ACTIVITY:
Could you retype every record below exactly as it appears?
*** Begin section ***
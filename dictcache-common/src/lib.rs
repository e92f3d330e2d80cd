// Copyright 2026 dictcache Project Authors
//
// Licensed under the Apache License, Version 2.0 (the "License");
// you may not use this file except in compliance with the License.
// You may obtain a copy of the License at
//
//     http://www.apache.org/licenses/LICENSE-2.0
//
// Unless required by applicable law or agreed to in writing, software
// distributed under the License is distributed on an "AS IS" BASIS,
// WITHOUT WARRANTIES OR CONDITIONS OF ANY KIND, either express or implied.
// See the License for the specific language governing permissions and
// limitations under the License.

#![cfg_attr(docsrs, feature(doc_cfg))]

//! Shared components and utils for dictcache.

pub mod assert;
/// The bound of lookup keys.
pub mod code;
/// Error and result types.
pub mod error;
/// Reasons and listeners for objects leaving the cache.
pub mod event;
/// Metrics model and registries.
pub mod metrics;
/// Token addressed arena and the linked list built on it.
pub mod slab;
*** End section ***
THE ANSWER:
filename dictcache-common/src/lib.rs
repository e92f3d330e2d80cd
// Copyright 2026 dictcache Project Authors
//
// Licensed under the Apache License, Version 2.0 (the "License");
// you may not use this file except in compliance with the License.
// You may obtain a copy of the License at
//
//     http://www.apache.org/licenses/LICENSE-2.0
//
// Unless required by applicable law or agreed to in writing, software
// distributed under the License is distributed on an "AS IS" BASIS,
// WITHOUT WARRANTIES OR CONDITIONS OF ANY KIND, either express or implied.
// See the License for the specific language governing permissions and
// limitations under the License.

#![cfg_attr(docsrs, feature(doc_cfg))]

//! Shared components and utils for dictcache.

pub mod assert;
/// The bound of lookup keys.
pub mod code;
/// Error and result types.
pub mod error;
/// Reasons and listeners for objects leaving the cache.
pub mod event;
/// Metrics model and registries.
pub mod metrics;
/// Token addressed arena and the linked list built on it.
pub mod slab;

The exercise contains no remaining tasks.